#### [Work order]
In the listing below, how many lines include "PartialEq"? Give the number and no other text.
== Segment start ==
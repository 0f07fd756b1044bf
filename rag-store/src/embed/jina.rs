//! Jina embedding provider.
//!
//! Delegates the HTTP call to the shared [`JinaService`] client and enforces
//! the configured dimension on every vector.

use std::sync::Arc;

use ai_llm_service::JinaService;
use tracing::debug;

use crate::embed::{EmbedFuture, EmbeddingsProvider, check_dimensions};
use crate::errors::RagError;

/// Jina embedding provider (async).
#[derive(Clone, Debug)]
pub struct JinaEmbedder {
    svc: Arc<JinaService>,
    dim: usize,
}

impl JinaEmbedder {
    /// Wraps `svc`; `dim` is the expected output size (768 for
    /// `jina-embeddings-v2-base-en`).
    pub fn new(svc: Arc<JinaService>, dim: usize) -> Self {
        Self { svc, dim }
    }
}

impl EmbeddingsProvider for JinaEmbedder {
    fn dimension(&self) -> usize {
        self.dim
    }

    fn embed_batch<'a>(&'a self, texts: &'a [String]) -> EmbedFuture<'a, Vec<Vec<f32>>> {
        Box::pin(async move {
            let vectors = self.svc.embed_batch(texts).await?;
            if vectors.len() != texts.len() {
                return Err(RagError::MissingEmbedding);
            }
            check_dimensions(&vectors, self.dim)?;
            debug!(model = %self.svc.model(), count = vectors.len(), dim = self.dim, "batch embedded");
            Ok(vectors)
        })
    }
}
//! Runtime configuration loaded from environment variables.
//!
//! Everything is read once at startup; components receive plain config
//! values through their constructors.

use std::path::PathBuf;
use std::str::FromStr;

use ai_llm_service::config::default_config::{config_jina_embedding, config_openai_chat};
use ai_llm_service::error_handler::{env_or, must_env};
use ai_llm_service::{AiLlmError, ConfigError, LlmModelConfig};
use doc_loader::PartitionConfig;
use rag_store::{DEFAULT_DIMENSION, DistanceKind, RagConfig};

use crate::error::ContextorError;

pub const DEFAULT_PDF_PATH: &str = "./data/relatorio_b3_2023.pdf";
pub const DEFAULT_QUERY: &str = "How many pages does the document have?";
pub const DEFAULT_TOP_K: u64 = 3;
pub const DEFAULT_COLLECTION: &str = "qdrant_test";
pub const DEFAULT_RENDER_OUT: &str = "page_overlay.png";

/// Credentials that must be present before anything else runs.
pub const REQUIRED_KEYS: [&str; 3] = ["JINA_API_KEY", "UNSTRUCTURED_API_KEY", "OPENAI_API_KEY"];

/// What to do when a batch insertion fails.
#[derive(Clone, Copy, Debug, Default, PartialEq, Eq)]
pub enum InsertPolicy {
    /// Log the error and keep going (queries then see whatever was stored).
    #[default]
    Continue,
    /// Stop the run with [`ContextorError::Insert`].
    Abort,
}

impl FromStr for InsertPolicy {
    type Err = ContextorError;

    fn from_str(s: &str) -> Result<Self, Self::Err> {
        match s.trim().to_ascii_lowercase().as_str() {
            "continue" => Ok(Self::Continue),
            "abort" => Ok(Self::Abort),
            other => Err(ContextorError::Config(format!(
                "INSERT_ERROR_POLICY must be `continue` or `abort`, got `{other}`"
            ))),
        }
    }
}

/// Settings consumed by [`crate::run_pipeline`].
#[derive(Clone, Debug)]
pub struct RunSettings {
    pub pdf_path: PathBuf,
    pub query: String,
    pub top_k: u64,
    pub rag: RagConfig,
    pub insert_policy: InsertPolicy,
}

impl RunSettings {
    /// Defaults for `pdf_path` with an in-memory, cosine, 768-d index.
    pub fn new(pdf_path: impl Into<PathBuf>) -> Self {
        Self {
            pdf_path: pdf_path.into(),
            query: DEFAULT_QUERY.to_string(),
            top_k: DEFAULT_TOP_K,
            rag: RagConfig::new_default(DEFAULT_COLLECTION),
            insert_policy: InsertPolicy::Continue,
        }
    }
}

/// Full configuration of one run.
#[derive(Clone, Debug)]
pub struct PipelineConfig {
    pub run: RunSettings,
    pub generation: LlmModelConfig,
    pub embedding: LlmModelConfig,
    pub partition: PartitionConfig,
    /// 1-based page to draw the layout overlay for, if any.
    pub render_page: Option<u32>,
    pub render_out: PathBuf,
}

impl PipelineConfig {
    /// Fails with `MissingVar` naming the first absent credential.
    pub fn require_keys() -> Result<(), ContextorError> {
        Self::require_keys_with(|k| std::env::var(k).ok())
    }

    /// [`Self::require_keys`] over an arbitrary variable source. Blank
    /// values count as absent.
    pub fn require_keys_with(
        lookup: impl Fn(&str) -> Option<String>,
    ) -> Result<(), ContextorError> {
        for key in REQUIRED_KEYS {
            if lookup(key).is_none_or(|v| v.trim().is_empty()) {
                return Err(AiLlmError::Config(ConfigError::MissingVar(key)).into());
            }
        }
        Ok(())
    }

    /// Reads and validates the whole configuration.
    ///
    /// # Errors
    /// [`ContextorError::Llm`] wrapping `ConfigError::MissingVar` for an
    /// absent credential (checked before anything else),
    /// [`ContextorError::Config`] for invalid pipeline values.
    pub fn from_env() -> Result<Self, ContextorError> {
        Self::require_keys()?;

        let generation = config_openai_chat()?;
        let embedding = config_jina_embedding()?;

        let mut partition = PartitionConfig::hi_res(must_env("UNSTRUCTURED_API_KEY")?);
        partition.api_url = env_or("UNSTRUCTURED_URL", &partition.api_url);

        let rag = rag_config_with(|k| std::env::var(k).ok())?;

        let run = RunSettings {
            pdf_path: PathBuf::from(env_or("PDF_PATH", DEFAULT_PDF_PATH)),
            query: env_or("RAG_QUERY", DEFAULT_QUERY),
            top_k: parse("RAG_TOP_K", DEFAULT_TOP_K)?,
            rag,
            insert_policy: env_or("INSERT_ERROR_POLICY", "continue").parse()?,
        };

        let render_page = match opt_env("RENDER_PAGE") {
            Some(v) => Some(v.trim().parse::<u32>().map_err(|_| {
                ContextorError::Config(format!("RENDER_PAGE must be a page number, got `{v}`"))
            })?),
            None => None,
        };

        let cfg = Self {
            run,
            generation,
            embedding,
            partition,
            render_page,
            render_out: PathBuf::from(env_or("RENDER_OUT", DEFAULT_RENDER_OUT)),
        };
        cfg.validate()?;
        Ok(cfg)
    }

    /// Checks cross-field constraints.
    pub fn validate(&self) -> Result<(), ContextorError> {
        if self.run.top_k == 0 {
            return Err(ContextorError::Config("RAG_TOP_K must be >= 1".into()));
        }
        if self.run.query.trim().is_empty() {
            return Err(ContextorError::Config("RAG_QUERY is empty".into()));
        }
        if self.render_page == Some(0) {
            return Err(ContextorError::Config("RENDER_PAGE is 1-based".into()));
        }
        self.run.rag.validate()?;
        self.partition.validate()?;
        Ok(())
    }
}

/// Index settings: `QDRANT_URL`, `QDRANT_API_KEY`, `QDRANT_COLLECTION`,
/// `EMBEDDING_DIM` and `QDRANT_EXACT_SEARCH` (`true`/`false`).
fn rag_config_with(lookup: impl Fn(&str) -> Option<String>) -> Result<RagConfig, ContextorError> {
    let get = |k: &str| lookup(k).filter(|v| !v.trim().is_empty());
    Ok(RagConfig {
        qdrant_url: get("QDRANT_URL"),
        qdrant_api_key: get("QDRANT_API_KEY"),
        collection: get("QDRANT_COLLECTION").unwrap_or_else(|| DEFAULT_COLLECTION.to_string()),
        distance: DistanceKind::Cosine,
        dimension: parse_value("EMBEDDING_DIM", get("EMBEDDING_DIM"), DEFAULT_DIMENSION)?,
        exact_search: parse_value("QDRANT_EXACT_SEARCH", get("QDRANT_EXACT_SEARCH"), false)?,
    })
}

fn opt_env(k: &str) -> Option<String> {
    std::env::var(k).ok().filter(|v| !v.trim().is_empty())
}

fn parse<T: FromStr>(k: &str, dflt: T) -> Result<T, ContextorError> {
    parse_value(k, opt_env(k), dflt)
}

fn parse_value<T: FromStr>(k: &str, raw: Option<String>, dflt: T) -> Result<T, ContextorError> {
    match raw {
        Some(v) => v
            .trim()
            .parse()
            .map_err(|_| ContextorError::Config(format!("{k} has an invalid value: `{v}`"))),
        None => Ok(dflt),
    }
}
== Segment end ==
== Segment start ==
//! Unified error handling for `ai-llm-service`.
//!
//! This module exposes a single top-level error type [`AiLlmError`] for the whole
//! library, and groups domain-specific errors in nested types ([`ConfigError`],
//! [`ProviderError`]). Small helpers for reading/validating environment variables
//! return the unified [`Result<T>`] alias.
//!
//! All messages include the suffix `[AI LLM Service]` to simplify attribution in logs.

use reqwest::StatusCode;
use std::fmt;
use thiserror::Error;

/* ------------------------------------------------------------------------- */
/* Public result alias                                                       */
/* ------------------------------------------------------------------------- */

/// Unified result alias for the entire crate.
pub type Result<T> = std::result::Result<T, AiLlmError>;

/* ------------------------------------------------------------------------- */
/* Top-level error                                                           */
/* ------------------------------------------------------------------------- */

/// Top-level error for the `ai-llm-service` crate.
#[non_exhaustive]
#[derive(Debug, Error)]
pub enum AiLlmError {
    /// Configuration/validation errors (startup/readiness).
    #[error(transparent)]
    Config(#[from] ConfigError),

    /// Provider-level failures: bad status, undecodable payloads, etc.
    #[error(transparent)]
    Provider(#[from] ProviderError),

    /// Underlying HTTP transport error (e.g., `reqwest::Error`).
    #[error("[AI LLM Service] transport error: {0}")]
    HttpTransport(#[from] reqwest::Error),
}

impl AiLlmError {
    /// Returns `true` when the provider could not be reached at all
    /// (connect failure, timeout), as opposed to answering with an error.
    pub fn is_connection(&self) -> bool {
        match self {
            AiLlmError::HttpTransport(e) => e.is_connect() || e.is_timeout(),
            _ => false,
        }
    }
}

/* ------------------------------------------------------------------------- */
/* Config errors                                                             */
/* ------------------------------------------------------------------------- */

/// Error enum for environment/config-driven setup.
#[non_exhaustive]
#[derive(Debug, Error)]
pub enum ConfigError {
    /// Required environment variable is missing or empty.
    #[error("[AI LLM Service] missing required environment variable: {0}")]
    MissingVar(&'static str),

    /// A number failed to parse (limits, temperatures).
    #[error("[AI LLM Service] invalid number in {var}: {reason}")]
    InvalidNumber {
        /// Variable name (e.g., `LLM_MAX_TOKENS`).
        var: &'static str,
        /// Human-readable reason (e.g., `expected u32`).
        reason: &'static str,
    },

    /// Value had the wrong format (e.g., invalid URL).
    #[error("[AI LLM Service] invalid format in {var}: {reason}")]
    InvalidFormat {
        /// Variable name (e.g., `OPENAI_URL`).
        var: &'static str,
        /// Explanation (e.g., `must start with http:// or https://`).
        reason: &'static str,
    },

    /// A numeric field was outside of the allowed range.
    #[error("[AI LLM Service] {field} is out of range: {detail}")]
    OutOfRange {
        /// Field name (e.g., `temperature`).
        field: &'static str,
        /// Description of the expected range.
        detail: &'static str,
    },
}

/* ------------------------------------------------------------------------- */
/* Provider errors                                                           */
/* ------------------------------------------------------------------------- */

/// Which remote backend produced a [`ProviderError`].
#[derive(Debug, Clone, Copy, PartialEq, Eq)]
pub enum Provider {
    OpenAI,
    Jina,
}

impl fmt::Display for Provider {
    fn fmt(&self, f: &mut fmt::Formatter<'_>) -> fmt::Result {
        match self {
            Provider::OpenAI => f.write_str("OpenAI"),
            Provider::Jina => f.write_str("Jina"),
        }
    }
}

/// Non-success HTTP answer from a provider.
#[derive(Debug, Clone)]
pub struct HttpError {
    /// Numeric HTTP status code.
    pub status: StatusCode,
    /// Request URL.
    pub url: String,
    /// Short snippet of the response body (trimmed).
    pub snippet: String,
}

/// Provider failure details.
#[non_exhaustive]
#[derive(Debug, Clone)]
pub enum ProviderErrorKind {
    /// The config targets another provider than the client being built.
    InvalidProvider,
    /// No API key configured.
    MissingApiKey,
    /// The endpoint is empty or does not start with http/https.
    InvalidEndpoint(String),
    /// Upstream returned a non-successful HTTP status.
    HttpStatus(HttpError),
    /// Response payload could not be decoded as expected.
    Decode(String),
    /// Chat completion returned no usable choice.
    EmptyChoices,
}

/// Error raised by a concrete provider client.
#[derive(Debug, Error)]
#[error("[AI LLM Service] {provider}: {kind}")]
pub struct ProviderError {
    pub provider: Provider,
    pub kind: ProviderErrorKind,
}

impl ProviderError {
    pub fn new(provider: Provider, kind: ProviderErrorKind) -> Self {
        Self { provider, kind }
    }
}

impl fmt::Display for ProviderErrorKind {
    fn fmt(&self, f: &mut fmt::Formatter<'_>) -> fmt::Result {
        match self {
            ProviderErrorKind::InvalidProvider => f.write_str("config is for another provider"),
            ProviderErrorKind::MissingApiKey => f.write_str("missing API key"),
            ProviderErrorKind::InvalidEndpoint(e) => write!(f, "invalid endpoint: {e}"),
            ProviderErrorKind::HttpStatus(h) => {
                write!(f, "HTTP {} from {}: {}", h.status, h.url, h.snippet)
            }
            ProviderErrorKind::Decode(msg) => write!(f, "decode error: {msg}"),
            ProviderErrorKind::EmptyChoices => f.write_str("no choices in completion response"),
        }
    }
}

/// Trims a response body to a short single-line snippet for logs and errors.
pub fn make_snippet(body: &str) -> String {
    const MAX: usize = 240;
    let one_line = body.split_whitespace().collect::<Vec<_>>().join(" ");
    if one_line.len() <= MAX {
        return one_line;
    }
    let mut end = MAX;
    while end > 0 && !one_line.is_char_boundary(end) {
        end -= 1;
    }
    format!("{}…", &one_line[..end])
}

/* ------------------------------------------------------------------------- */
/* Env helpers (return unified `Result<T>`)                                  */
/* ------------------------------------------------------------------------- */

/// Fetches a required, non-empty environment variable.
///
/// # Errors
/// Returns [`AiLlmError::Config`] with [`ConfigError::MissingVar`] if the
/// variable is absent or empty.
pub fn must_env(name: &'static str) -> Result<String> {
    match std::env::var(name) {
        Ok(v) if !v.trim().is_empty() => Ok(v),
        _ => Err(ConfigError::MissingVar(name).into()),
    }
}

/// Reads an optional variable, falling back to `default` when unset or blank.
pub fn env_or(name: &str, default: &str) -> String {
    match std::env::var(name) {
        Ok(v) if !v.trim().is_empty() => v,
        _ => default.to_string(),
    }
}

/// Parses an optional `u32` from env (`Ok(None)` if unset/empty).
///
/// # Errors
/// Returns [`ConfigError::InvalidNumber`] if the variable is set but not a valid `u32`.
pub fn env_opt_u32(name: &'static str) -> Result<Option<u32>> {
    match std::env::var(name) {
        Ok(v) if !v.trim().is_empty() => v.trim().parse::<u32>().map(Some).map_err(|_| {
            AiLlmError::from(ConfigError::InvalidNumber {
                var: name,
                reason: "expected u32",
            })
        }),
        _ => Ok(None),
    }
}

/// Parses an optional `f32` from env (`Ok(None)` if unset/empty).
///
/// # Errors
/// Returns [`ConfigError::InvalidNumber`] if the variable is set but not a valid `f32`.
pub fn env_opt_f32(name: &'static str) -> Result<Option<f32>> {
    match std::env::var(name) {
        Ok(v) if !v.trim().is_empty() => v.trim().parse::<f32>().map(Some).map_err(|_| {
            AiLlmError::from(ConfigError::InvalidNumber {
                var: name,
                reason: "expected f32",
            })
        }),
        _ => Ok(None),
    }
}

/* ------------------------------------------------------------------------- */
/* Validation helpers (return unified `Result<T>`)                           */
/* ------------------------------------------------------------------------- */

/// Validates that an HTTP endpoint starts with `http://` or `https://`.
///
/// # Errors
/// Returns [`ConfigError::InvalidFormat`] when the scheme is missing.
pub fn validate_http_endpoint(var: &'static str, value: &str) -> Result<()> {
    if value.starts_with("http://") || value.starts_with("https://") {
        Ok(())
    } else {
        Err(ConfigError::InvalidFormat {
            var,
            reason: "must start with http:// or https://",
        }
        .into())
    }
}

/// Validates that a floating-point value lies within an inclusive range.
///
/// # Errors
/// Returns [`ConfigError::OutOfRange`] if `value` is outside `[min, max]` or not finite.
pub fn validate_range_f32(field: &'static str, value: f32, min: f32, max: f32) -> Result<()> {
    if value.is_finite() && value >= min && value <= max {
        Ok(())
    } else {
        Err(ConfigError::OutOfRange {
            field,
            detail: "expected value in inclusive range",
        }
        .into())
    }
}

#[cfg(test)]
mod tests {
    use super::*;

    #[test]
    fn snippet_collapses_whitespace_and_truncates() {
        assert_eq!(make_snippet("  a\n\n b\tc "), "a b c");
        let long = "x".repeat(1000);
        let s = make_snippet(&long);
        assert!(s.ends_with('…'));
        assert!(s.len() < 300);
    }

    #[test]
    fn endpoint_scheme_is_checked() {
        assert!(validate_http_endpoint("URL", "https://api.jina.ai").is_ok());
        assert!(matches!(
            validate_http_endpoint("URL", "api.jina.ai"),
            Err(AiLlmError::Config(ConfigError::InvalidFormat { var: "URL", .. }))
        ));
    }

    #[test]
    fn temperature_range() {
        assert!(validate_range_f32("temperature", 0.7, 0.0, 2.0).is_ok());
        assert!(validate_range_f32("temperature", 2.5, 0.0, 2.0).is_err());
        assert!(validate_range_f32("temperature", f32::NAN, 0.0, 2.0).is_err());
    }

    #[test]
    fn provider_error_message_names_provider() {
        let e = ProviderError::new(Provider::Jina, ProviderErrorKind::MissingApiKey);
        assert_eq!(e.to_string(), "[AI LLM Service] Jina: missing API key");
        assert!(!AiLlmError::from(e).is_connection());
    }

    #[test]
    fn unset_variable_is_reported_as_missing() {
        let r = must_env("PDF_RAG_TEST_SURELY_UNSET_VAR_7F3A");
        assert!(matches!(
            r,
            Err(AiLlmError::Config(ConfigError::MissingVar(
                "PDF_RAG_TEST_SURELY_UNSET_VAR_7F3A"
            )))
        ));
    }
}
== Segment end ==
#### [Output for this task]
2